Given records:
══════════════════════════════

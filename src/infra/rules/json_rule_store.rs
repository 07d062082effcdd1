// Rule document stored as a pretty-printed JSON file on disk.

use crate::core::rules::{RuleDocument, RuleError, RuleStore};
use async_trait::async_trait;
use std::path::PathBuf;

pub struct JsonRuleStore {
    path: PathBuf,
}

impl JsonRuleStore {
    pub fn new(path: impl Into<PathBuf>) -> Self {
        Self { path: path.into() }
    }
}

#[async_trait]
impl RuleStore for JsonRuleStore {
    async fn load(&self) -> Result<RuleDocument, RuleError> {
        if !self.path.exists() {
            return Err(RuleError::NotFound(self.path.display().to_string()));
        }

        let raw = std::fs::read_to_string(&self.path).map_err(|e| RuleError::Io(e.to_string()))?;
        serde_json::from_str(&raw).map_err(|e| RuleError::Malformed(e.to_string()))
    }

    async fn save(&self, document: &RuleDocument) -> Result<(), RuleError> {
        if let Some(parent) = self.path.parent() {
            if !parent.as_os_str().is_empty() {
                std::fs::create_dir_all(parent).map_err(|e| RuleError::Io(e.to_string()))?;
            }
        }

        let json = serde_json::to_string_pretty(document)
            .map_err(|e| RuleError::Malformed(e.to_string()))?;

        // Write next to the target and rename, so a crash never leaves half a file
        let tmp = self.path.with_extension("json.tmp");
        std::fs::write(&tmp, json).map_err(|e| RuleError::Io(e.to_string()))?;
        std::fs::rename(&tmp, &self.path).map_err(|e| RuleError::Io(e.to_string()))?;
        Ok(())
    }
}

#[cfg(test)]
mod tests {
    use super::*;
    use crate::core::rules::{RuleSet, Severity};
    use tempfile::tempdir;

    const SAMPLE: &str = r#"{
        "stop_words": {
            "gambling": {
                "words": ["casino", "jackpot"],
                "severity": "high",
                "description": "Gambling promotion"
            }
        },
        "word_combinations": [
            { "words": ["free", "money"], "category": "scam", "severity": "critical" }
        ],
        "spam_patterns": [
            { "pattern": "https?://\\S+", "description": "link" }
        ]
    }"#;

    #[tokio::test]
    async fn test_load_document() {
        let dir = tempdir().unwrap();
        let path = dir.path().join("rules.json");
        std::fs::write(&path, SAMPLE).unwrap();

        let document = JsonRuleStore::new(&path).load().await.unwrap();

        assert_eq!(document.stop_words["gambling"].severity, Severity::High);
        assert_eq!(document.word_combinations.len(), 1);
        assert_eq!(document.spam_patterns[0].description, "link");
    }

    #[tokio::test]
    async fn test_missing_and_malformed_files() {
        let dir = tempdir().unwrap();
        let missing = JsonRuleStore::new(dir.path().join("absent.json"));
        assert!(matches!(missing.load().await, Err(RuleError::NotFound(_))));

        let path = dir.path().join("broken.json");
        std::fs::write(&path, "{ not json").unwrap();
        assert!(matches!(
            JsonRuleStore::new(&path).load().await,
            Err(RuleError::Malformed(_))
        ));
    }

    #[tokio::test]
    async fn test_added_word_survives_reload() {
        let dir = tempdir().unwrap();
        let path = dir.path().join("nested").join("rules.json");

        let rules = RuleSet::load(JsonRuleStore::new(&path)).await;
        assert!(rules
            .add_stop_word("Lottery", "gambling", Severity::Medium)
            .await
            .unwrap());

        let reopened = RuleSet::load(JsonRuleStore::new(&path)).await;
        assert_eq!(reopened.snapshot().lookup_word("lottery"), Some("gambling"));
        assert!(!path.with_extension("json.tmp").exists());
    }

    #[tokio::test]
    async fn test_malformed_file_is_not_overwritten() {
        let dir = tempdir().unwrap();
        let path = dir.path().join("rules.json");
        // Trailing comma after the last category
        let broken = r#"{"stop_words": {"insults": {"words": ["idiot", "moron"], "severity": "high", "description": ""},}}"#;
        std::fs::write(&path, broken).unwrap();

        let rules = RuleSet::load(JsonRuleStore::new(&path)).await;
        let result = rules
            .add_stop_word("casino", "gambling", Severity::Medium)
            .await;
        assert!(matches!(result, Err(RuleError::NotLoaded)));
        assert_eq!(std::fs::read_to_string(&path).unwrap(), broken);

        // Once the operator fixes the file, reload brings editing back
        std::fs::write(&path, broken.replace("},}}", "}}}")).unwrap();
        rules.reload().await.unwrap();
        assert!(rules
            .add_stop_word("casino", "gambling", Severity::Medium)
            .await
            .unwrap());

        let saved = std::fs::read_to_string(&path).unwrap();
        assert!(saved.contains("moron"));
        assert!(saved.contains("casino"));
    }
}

══════════════════════════════

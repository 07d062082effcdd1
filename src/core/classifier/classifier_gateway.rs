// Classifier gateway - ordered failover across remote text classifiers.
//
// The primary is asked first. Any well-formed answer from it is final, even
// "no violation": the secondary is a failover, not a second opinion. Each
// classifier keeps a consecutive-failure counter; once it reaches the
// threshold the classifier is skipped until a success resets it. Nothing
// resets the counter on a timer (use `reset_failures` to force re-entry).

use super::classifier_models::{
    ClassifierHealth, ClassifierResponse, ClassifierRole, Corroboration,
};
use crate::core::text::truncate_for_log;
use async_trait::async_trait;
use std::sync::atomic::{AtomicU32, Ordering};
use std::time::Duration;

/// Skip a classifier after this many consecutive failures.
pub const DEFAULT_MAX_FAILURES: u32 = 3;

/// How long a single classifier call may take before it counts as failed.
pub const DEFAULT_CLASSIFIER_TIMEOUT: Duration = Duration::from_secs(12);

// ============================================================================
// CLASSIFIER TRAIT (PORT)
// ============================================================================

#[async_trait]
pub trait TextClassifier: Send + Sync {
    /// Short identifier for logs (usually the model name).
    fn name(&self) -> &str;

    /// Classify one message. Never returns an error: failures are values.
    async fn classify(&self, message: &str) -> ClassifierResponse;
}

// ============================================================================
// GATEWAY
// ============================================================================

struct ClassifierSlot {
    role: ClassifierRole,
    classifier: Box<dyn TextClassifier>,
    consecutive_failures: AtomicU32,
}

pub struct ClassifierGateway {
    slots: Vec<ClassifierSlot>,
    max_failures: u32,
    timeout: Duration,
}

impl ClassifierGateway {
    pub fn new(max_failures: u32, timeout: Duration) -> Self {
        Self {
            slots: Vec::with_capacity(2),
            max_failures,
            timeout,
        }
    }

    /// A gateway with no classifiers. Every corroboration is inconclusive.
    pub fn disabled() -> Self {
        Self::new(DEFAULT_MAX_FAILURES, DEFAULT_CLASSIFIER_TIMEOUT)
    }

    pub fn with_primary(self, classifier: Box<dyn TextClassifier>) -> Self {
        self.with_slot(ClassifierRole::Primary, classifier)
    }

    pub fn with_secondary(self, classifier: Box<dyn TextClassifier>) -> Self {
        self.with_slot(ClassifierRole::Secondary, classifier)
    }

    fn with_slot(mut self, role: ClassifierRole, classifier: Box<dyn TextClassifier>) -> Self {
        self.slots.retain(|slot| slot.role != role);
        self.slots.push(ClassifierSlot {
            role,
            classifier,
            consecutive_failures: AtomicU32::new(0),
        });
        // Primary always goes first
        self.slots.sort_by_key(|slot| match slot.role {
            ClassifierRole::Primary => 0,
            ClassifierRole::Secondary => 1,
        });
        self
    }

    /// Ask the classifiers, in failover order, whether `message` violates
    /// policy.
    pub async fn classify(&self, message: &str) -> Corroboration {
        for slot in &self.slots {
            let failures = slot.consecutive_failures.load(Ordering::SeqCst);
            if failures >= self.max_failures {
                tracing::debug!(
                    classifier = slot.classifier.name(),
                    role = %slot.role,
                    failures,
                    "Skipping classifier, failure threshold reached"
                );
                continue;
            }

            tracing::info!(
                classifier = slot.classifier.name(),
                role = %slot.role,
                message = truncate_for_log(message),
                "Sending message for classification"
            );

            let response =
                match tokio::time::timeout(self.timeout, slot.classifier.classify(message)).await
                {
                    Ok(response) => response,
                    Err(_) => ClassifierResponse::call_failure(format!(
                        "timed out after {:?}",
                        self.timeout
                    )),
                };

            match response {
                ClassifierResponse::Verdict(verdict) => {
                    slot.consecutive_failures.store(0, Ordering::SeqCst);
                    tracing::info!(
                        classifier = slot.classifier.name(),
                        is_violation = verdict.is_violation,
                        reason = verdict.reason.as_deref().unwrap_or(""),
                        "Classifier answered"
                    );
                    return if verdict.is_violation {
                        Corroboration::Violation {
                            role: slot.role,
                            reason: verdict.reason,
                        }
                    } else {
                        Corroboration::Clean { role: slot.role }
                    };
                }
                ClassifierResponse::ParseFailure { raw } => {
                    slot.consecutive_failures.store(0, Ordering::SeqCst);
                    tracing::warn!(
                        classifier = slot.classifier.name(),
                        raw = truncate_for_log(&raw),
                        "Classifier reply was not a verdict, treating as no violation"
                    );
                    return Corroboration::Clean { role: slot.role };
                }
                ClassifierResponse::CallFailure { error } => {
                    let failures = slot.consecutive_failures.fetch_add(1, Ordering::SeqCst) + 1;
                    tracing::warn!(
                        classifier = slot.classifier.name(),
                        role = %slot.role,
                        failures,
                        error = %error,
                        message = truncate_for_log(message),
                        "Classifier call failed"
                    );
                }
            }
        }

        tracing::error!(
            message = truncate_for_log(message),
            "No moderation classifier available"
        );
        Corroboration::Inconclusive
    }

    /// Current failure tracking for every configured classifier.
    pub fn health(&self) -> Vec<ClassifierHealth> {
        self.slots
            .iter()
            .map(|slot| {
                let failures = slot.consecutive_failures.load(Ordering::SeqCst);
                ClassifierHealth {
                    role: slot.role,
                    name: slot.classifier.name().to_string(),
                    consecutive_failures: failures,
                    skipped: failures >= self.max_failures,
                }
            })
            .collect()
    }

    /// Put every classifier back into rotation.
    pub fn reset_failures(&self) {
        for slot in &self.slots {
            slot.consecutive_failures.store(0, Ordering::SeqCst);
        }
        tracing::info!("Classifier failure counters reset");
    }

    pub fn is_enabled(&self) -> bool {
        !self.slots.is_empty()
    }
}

══════════════════════════════

Work item: Find "RuleSet" in the data above. Report each line where it appears.

Response:
    use crate::core::rules::{RuleSet, Severity};
        let rules = RuleSet::load(JsonRuleStore::new(&path)).await;
        let reopened = RuleSet::load(JsonRuleStore::new(&path)).await;
        let rules = RuleSet::load(JsonRuleStore::new(&path)).await;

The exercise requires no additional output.